Satva is one of three states of mind that, according to Vedanta, contribute to individual personality. It is a state of poise, serenity and maturity that leads to contemplative objectivity.

Rajas, which dominates the daylight hours, is a state of "frenzied activity with a lot of mental agitation" that causes people to rush and worry.

Tamas, which surfaces after dark, manifests itself as lethargy, indolence, inertia and sleep, resulting in recklessness and heedlessness. Greed and lust are additional manifestations.

While it may be tamas that underlies the drive to accumulate material wealth, and rajas that fuels it, only satva furnishes the means to succeed through increased personal productivity.

The lifestyles of the highly motivated western businessmen who seek his advice encourage only rajas and tamas, while suppressing satva, says Swami Parthasarathy. He even suggests the world would be a better place if everybody rose well before dawn, for instance heeding the Muslim pre-dawn call to prayer.

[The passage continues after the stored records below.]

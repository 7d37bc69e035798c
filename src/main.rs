//! issuefmt CLI entry point.
//!
//! Reads issues as API-shaped JSON and renders them for the terminal.

use clap::{Args, Parser, Subcommand};
use issuefmt::color::{strip_ansi, ColorAnnotator, ColorMode};
use issuefmt::config::{load_config, Config};
use issuefmt::error::{IssuefmtError, Result};
use issuefmt::format::{format_issue, format_issues, format_issues_header, RenderContext};
use issuefmt::model::{
    read_issues, AssigneeFilter, Issue, IssueFilter, IssueState, QueryParams, SortDirection,
};
use issuefmt::output::{print_error, print_lines, print_warning};
use issuefmt::signal::install_interrupt_handler;
use issuefmt::terminal::{LiveTerminal, TerminalMetrics};
use issuefmt::throbber::Throbber;
use std::fs::File;
use std::io::{self, IsTerminal, Write};
use std::path::{Path, PathBuf};

#[derive(Parser)]
#[command(name = "issuefmt")]
#[command(
    version,
    about = "Render issue-tracker data for the terminal",
    after_help = "EXAMPLES:
    # List issues in one repository
    gh api repos/acme/widgets/issues | issuefmt list - --repo widgets

    # Cross-repository listing of issues assigned to you
    issuefmt list issues.json --user octocat

    # Show a single issue
    issuefmt show issues.json --number 42"
)]
struct Cli {
    /// Login of the current user (overrides `user` in the config file)
    #[arg(short, long, global = true)]
    user: Option<String>,

    /// When to use colors: auto, always or never
    #[arg(long, global = true)]
    color: Option<ColorMode>,

    /// Do not animate a spinner while loading
    #[arg(long, global = true)]
    no_spinner: bool,

    #[command(subcommand)]
    command: Commands,
}

#[derive(Subcommand)]
enum Commands {
    /// Print a header and one aligned line per issue
    List(ListArgs),

    /// Print the detail view of one issue
    Show {
        /// JSON file with an array of issues, or `-` for stdin
        file: PathBuf,

        /// Issue number to show (defaults to the first issue)
        #[arg(short, long)]
        number: Option<u64>,
    },
}

#[derive(Args)]
struct ListArgs {
    /// JSON file with an array of issues, or `-` for stdin
    file: PathBuf,

    /// Repository the issues were listed from; omit for a cross-repo listing
    #[arg(short, long)]
    repo: Option<String>,

    /// Issue state: open or closed
    #[arg(short, long)]
    state: Option<IssueState>,

    /// Assignee: a login, `*` for any, `none` for unassigned
    #[arg(short, long)]
    assignee: Option<String>,

    /// Login mentioned in the issues
    #[arg(short, long)]
    mentioned: Option<String>,

    /// Predefined listing for cross-repo views: created, mentioned, subscribed, assigned
    #[arg(short, long)]
    filter: Option<IssueFilter>,

    /// Comma-separated label names
    #[arg(short = 'L', long)]
    labels: Option<String>,

    /// Sort field
    #[arg(long)]
    sort: Option<String>,

    /// Sort ascending instead of descending
    #[arg(long)]
    reverse: bool,
}

impl ListArgs {
    fn query_params(&self) -> QueryParams {
        QueryParams {
            repo: self.repo.clone(),
            state: self.state,
            assignee: self
                .assignee
                .as_deref()
                .map(|a| a.parse::<AssigneeFilter>().unwrap_or_else(|never| match never {})),
            mentioned: self.mentioned.clone(),
            filter: self.filter,
            labels: self.labels.clone(),
            sort: self.sort.clone(),
            direction: if self.reverse {
                SortDirection::Ascending
            } else {
                SortDirection::Descending
            },
        }
    }
}

/// Settings resolved from the config file and command-line flags.
struct Session {
    colors: ColorAnnotator,
    columns: usize,
    user: String,
    spinner: bool,
}

impl Session {
    fn new(cli: &Cli, config: &Config) -> Self {
        let colors = ColorAnnotator::from_mode(cli.color.unwrap_or(config.color));
        let columns = LiveTerminal::with_fallback(config.default_columns).columns();
        let user = cli
            .user
            .clone()
            .or_else(|| config.user.clone())
            .unwrap_or_default();
        let spinner = config.spinner && !cli.no_spinner && io::stdout().is_terminal();
        Self {
            colors,
            columns,
            user,
            spinner,
        }
    }

    fn context(&self) -> RenderContext<'_> {
        RenderContext::new(self.colors, self.columns, &self.user)
    }
}

fn open_issues(path: &Path) -> Result<Vec<Issue>> {
    tracing::debug!(path = %path.display(), "loading issues");
    if path == Path::new("-") {
        read_issues(io::stdin().lock())
    } else {
        read_issues(File::open(path)?)
    }
}

fn list_command(args: &ListArgs, session: &Session) -> Result<()> {
    let params = args.query_params();
    let header = format_issues_header(&params, &session.user, &session.colors);

    // The spinner sits just past the header and is blanked out when done.
    let mut stdout = io::stdout();
    write!(stdout, "{}", header)?;
    stdout.flush()?;
    let position = strip_ansi(&header).chars().count() + 2;
    let issues = Throbber::stdout()
        .position(position)
        .redraw(" ")
        .enabled(session.spinner)
        .throb(|| open_issues(&args.file));
    if !session.spinner {
        writeln!(stdout)?;
    }
    let issues = issues?;

    let lines = format_issues(&issues, params.repo.is_none(), &session.context());
    print_lines(&lines, &session.colors, &session.user)?;
    Ok(())
}

fn show_command(file: &Path, number: Option<u64>, session: &Session) -> Result<()> {
    let issues = Throbber::stdout()
        .enabled(session.spinner)
        .throb(|| open_issues(file))?;

    let issue = match number {
        Some(n) => issues
            .iter()
            .find(|issue| issue.number == n)
            .ok_or(IssuefmtError::IssueNotFound(n))?,
        None => issues.first().ok_or(IssuefmtError::NoIssues)?,
    };

    let detail = format_issue(issue, &session.context());
    print_lines(&[detail], &session.colors, &session.user)?;
    Ok(())
}

fn init_tracing() {
    tracing_subscriber::fmt()
        .with_writer(io::stderr)
        .with_env_filter(
            tracing_subscriber::EnvFilter::try_from_default_env()
                .unwrap_or_else(|_| tracing_subscriber::EnvFilter::new("issuefmt=warn")),
        )
        .init();
}

fn main() {
    let cli = Cli::parse();
    init_tracing();

    let config = match load_config() {
        Ok(config) => config,
        Err(e) => {
            print_warning(&format!("{}; using defaults", e));
            Config::default()
        }
    };

    if let Err(e) = install_interrupt_handler() {
        tracing::warn!(error = %e, "interrupt handler not installed");
    }

    let session = Session::new(&cli, &config);
    let result = match &cli.command {
        Commands::List(args) => list_command(args, &session),
        Commands::Show { file, number } => show_command(file, *number, &session),
    };

    if let Err(e) = result {
        print_error(&e.to_string());
        std::process::exit(1);
    }
}
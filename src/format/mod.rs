//! Rendering of issue data as terminal text.
//!
//! - [`wrap`] - Width-aware truncation and indentation
//! - [`issues`] - Aligned issue-list lines, labels and state colors
//! - [`header`] - Descriptive header for an issue query
//! - [`detail`] - Single-issue detail view
//!
//! Everything here is pure: renderers take their inputs and a
//! [`RenderContext`] and return strings.

pub mod detail;
pub mod header;
pub mod issues;
pub mod wrap;

use crate::color::ColorAnnotator;

pub use detail::format_issue;
pub use header::format_issues_header;
pub use issues::{format_issues, format_labels, format_state};
pub use wrap::{indent, truncate, ELLIPSIS};

/// What a renderer needs to know about the output it is producing for.
#[derive(Debug, Clone, Copy)]
pub struct RenderContext<'a> {
    pub colors: ColorAnnotator,
    /// Terminal width in columns.
    pub columns: usize,
    /// Login of the authenticated user, for "you" substitution and the
    /// assigned-to-you marker. Empty when unknown.
    pub current_user: &'a str,
}

impl<'a> RenderContext<'a> {
    pub fn new(colors: ColorAnnotator, columns: usize, current_user: &'a str) -> Self {
        Self {
            colors,
            columns,
            current_user,
        }
    }
}
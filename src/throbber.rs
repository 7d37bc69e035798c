//! Rotating-glyph progress indicator for blocking operations.
//!
//! [`Throbber::throb`] runs an action on the calling thread while a helper
//! thread overlays a spinner glyph at a fixed terminal column. Cleanup lives
//! in a `Drop` guard, so the animation is stopped and the cursor restored
//! whether the action returns, returns an error, or panics.

use std::io::{self, Stdout, Write};
use std::sync::atomic::{AtomicBool, AtomicUsize, Ordering};
use std::sync::{Arc, Mutex};
use std::thread::{self, JoinHandle};
use std::time::Duration;

/// Glyph cycles; one is picked at random per invocation.
pub const THROBBERS: [[&str; 10]; 2] = [
    ["⠋", "⠙", "⠹", "⠸", "⠼", "⠴", "⠦", "⠧", "⠇", "⠏"],
    ["⠋", "⠙", "⠚", "⠞", "⠖", "⠦", "⠴", "⠲", "⠳", "⠓"],
];

pub const DEFAULT_INTERVAL: Duration = Duration::from_millis(100);

/// Cursor-up, written at the spinner column once the action finishes.
pub const DEFAULT_REDRAW: &str = "\x1b[1A";

const HIDE_CURSOR: &str = "\x1b[?25l";
pub const SHOW_CURSOR: &str = "\x1b[?25h";

/// Number of animations currently running in this process.
static ACTIVE: AtomicUsize = AtomicUsize::new(0);

/// Whether any throbber is currently animating.
pub fn is_active() -> bool {
    ACTIVE.load(Ordering::SeqCst) > 0
}

pub struct Throbber<W: Write + Send + 'static> {
    out: Arc<Mutex<W>>,
    position: usize,
    redraw: String,
    interval: Duration,
    enabled: bool,
}

impl Throbber<Stdout> {
    /// A throbber drawing on stdout at column 0.
    pub fn stdout() -> Self {
        Self::new(Arc::new(Mutex::new(io::stdout())))
    }
}

impl<W: Write + Send + 'static> Throbber<W> {
    pub fn new(out: Arc<Mutex<W>>) -> Self {
        Self {
            out,
            position: 0,
            redraw: DEFAULT_REDRAW.to_string(),
            interval: DEFAULT_INTERVAL,
            enabled: true,
        }
    }

    /// Terminal column the glyph is drawn at.
    pub fn position(mut self, position: usize) -> Self {
        self.position = position;
        self
    }

    /// Sequence written at the spinner column on completion.
    pub fn redraw(mut self, redraw: impl Into<String>) -> Self {
        self.redraw = redraw.into();
        self
    }

    pub fn interval(mut self, interval: Duration) -> Self {
        self.interval = interval;
        self
    }

    /// A disabled throbber runs actions without drawing anything.
    pub fn enabled(mut self, enabled: bool) -> Self {
        self.enabled = enabled;
        self
    }

    /// Run `action` with the spinner animating, returning its result.
    ///
    /// The animation thread is stopped and joined before the restore sequence
    /// is written, so no frame can land after it.
    pub fn throb<T>(&self, action: impl FnOnce() -> T) -> T {
        if !self.enabled {
            return action();
        }
        let _animation = Animation::start(self);
        action()
    }
}

/// A running animation. Dropping it stops the thread and restores the cursor.
struct Animation<W: Write + Send + 'static> {
    out: Arc<Mutex<W>>,
    stop_flag: Arc<AtomicBool>,
    thread: Option<JoinHandle<()>>,
    position: usize,
    redraw: String,
}

impl<W: Write + Send + 'static> Animation<W> {
    fn start(throbber: &Throbber<W>) -> Self {
        let frames = THROBBERS[fastrand::usize(..THROBBERS.len())];
        let stop_flag = Arc::new(AtomicBool::new(false));

        let out = Arc::clone(&throbber.out);
        let stop = Arc::clone(&stop_flag);
        let position = throbber.position;
        let interval = throbber.interval;

        ACTIVE.fetch_add(1, Ordering::SeqCst);
        tracing::debug!(position, "throbber started");

        let thread = thread::spawn(move || {
            let mut i = 0;
            while !stop.load(Ordering::SeqCst) {
                i = (i + 1) % frames.len();
                if let Ok(mut out) = out.lock() {
                    let _ = write!(out, "\r\x1b[{}G{}{}", position, frames[i], HIDE_CURSOR);
                    let _ = out.flush();
                }
                // Woken early by `stop`.
                thread::park_timeout(interval);
            }
        });

        Self {
            out: Arc::clone(&throbber.out),
            stop_flag,
            thread: Some(thread),
            position: throbber.position,
            redraw: throbber.redraw.clone(),
        }
    }

    fn stop(&mut self) {
        self.stop_flag.store(true, Ordering::SeqCst);
        if let Some(handle) = self.thread.take() {
            handle.thread().unpark();
            let _ = handle.join();
        }
    }
}

impl<W: Write + Send + 'static> Drop for Animation<W> {
    fn drop(&mut self) {
        self.stop();

        let mut out = match self.out.lock() {
            Ok(guard) => guard,
            Err(poisoned) => poisoned.into_inner(),
        };
        let _ = writeln!(
            out,
            "\r\x1b[{}G{}{}",
            self.position, self.redraw, SHOW_CURSOR
        );
        let _ = out.flush();

        ACTIVE.fetch_sub(1, Ordering::SeqCst);
        tracing::debug!("throbber stopped");
    }
}
//! Writing rendered text to the terminal.

use std::io::{self, Write};

use regex::Regex;

use crate::color::{codes::*, ColorAnnotator};

/// Pattern matching whole-word `@login` mentions.
fn mention_pattern(login: &str) -> Option<Regex> {
    if login.is_empty() {
        return None;
    }
    Regex::new(&format!(r"@{}\b", regex::escape(login))).ok()
}

/// Write `lines` to `out`, highlighting mentions of `current_user`.
pub fn write_lines<W: Write>(
    out: &mut W,
    lines: &[String],
    colors: &ColorAnnotator,
    current_user: &str,
) -> io::Result<()> {
    let pattern = mention_pattern(current_user);
    for line in lines {
        match &pattern {
            Some(pattern) => writeln!(out, "{}", colors.highlight(line, pattern))?,
            None => writeln!(out, "{}", line)?,
        }
    }
    out.flush()
}

/// Print `lines` to stdout, highlighting mentions of `current_user`.
pub fn print_lines(lines: &[String], colors: &ColorAnnotator, current_user: &str) -> io::Result<()> {
    write_lines(&mut io::stdout().lock(), lines, colors, current_user)
}

/// Print an error message.
pub fn print_error(msg: &str) {
    eprintln!("{RED}{BOLD}Error:{RESET} {}", msg);
}

/// Print a warning message.
pub fn print_warning(msg: &str) {
    eprintln!("{YELLOW}Warning:{RESET} {}", msg);
}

Abu Dhabi's leaders, the Swami says, are receptive to his message.

Swami Parthasarathy was born into a prosperous business family but does not consider himself a management expert.

"I left my roaring shipping business, my Rolls-Royce and my family," he says. "Since then I have not tried to earn anything. But how many people stay in a hotel such as this? I don't even know who is paying. It's certainly not me. Everything is taken care of.

"Money is the easiest thing to make when you have intellect."